Te juro por el Señor tu Dios que no tengo nada de pan cocido. No tengo más que un puñado de harina en una tinaja y un poco de aceite en una jarra.
1 Reyes 17,12
Es la historia de la viuda de Sarepta y su hijo que estaban en una situación de profunda dificultad, todas las puertas estaban cerradas.
En el peor momento, sin saberlo, ella recibe la visita de un enviado de Dios. Elias, el profeta, llega a su casa y le pide algo de comer; su respuesta es desgarradora: “cocino esto y después nos morimos de hambre”.
En aquellos tiempos, ser viuda era muy difícil, ya que se necesitaba un familiar varón que actuara como mediador de los bienes o herencias. Además, empeoraba la situación el hecho de que las mujeres no podían trabajar para obtener dinero a cambio. En ciertos casos, si el dueño de un campo lo permitía, ellas podían seguir a los cosechadores y recoger las espigas de trigo que quedaban sin cosechar.
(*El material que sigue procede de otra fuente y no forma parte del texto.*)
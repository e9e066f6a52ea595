//! Type identity registry.
//!
//! Hands out a small dense integer per distinct type, the first time the type
//! is seen. Ids never change afterwards and the id space is bounded by the
//! registry capacity.

use crate::config;
use crate::dispatch::CopyFns;
use crate::error::AnyError;
use ahash::RandomState;
use hashbrown::HashMap;
use std::any::TypeId;
use std::fmt;
use std::sync::atomic::{AtomicU16, Ordering};
use std::sync::{OnceLock, PoisonError, RwLock};

pub type FastHashMap<K, V> = HashMap<K, V, RandomState>;

pub fn fast_hasher() -> RandomState {
    RandomState::with_seeds(0, 0, 0, 0)
}

/// Dense per-type id.
#[derive(Debug, Clone, Copy, PartialEq, Eq, Hash, PartialOrd, Ord)]
pub struct RegistryId(pub u16);

impl RegistryId {
    #[inline]
    pub fn index(self) -> usize {
        self.0 as usize
    }
}

impl fmt::Display for RegistryId {
    fn fmt(&self, f: &mut fmt::Formatter<'_>) -> fmt::Result {
        write!(f, "#{}", self.0)
    }
}

struct Entries {
    ids: FastHashMap<TypeId, RegistryId>,
    names: Vec<&'static str>,
    copiers: Vec<Option<CopyFns>>,
}

pub struct TypeRegistry {
    counter: AtomicU16,
    capacity: usize,
    entries: RwLock<Entries>,
}

impl TypeRegistry {
    pub fn with_capacity(capacity: usize) -> Self {
        let capacity = capacity.min(u16::MAX as usize);
        Self {
            counter: AtomicU16::new(0),
            capacity,
            entries: RwLock::new(Entries {
                ids: HashMap::with_capacity_and_hasher(capacity, fast_hasher()),
                names: Vec::with_capacity(capacity),
                copiers: Vec::with_capacity(capacity),
            }),
        }
    }

    /// The process-wide registry, sized from [`config::current`].
    pub fn global() -> &'static TypeRegistry {
        static GLOBAL: OnceLock<TypeRegistry> = OnceLock::new();
        GLOBAL.get_or_init(|| TypeRegistry::with_capacity(config::current().type_capacity))
    }

    pub fn capacity(&self) -> usize {
        self.capacity
    }

    /// Number of ids handed out so far.
    pub fn len(&self) -> usize {
        self.counter.load(Ordering::Acquire) as usize
    }

    pub fn is_empty(&self) -> bool {
        self.len() == 0
    }

    /// Id of `T`, assigning one on first use.
    ///
    /// Exhausting the capacity is fatal: the error is logged and the process
    /// aborts, since later ids would alias existing operator tables.
    pub fn id_of<T: ?Sized + 'static>(&self) -> RegistryId {
        match self.try_id_of::<T>() {
            Ok(id) => id,
            Err(err) => {
                log::error!("[registry] {err} while registering `{}`", std::any::type_name::<T>());
                std::process::abort();
            }
        }
    }

    /// Like [`TypeRegistry::id_of`] but reports exhaustion as an error.
    pub fn try_id_of<T: ?Sized + 'static>(&self) -> Result<RegistryId, AnyError> {
        let key = TypeId::of::<T>();
        if let Some(&id) = self
            .entries
            .read()
            .unwrap_or_else(PoisonError::into_inner)
            .ids
            .get(&key)
        {
            return Ok(id);
        }

        let name = std::any::type_name::<T>();
        let id = {
            let mut entries = self.entries.write().unwrap_or_else(PoisonError::into_inner);
            // Another thread may have won the race between the two locks.
            if let Some(&id) = entries.ids.get(&key) {
                return Ok(id);
            }
            let next = self.counter.fetch_add(1, Ordering::AcqRel);
            if next as usize >= self.capacity {
                self.counter.fetch_sub(1, Ordering::AcqRel);
                return Err(AnyError::CapacityExceeded {
                    capacity: self.capacity,
                });
            }
            let id = RegistryId(next);
            entries.ids.insert(key, id);
            entries.names.push(name);
            id
        };
        // Loggers may box values, so the lock is released before logging.
        log::debug!("[registry] assigned id {id} to `{name}`");
        Ok(id)
    }

    /// Id of `T` if it has already been registered.
    pub fn lookup<T: ?Sized + 'static>(&self) -> Option<RegistryId> {
        self.entries
            .read()
            .unwrap_or_else(PoisonError::into_inner)
            .ids
            .get(&TypeId::of::<T>())
            .copied()
    }

    /// Diagnostic name of the type behind `id`.
    pub fn name_of(&self, id: RegistryId) -> Option<&'static str> {
        self.entries
            .read()
            .unwrap_or_else(PoisonError::into_inner)
            .names
            .get(id.index())
            .copied()
    }
}

impl TypeRegistry {
    /// Record the clone of the type behind `id`. The first record wins.
    pub(crate) fn record_copy(&self, id: RegistryId, fns: CopyFns) {
        if self.copy_fns(id).is_some() {
            return;
        }
        let mut entries = self.entries.write().unwrap_or_else(PoisonError::into_inner);
        if entries.copiers.len() <= id.index() {
            entries.copiers.resize(id.index() + 1, None);
        }
        let slot = &mut entries.copiers[id.index()];
        if slot.is_none() {
            *slot = Some(fns);
        }
    }

    pub(crate) fn copy_fns(&self, id: RegistryId) -> Option<CopyFns> {
        self.entries
            .read()
            .unwrap_or_else(PoisonError::into_inner)
            .copiers
            .get(id.index())
            .copied()
            .flatten()
    }
}

/// Id of `T` in the process-wide registry.
pub fn id_of<T: ?Sized + 'static>() -> RegistryId {
    TypeRegistry::global().id_of::<T>()
}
La situación parece ser desesperante, sin salida aparente. Si hubiera alguna herencia, el hecho de tener un hijo podría dar acceso a los bienes. Pero en este caso, no hay absolutamente nada: ni familia, ni bienes, ni conocidos.
Aún así, el texto deja ver una pequeña luz de esperanza, si no fuera así ¿para qué el esfuerzo de cocinar una última vez?
Les invito a hacer un recuento: tenemos al menos una tienda, disponemos de agua para ofrecer, comprendemos la realidad y existe la posibilidad de organizar esa última comida.
Para esos momentos en los que parece que todo se ha derrumbado, ¿puedes hacer un recuento de cosas y sentimientos que podrían sostenerte en medio de las angustias más profundas? ¿La fe sería uno de ellos?